Max's Group, Inc., formerly the Max's Group of Companies, is a restaurant company in the Philippines.

History
The Max's Group foundation is linked to the establishment of Max's of Manila in 1945 by couple Maximo Jimenez and Ruby Trota in their home serving primarily to American soldiers. which would become the first outlet of the core restaurant brand of the Max's Group. For years up to around 50 branches were run by family members until Max's restaurant became open for franchising. The first franchised outlet opened in 1997 at the Harrison Plaza in Manila.

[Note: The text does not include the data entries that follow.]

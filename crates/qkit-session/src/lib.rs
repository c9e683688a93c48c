#![forbid(unsafe_code)]

//! Editing session for QuillKit.
//!
//! [`EditorSession`] is the single owner of the editing core's state: the
//! snapshot undo/redo log, the operation log, the transform registry, and
//! the current find/replace match set. UI event handlers call into it
//! synchronously; every call runs to completion before control returns.
//!
//! # Control flow
//!
//! ```text
//! button click ──► apply("uppercase")
//!                    │ resolve transform, run it on current text
//!                    │ push(before) ─ set_text(new) ─ push(after)
//!                    │ record("uppercase") unless replaying
//!                    └ persist history + operations (best-effort)
//!
//! undo click  ──► undo()
//!                    │ phase = ReplayingUndo   (pushes suppressed)
//!                    │ set_text(snapshot)
//!                    └ phase = Idle, persist
//! ```
//!
//! The host editor, durable storage, and the status line are reached
//! through the [`DocumentHost`], [`StateStore`](qkit_history::StateStore)
//! and [`Notifier`] seams, so the core stays testable without any UI.

pub mod host;
pub mod session;

pub use host::{BufferHost, DocumentHost, Notifier, NullNotifier};
pub use session::{EditorSession, ReplayPhase, SessionError};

The Max's Group start acquiring rights to become the master franchise of foreign brands in the Philippines in 2006 first introducing Krispy Kreme in the country in that year. The group also later introduced Jamba Juice.

In 2014, the Max's Group entered the Philippine Stock Exchange through a backdoor listing through  Pancake House Inc. gaining control of the latter's brands which include the Pancake House, Teriyaki Boy and Yellow Cab Pizza.

To aid its domestic and international operations, the Max's Group began to acquire Singaporean management firm Global Mac Services in 2015.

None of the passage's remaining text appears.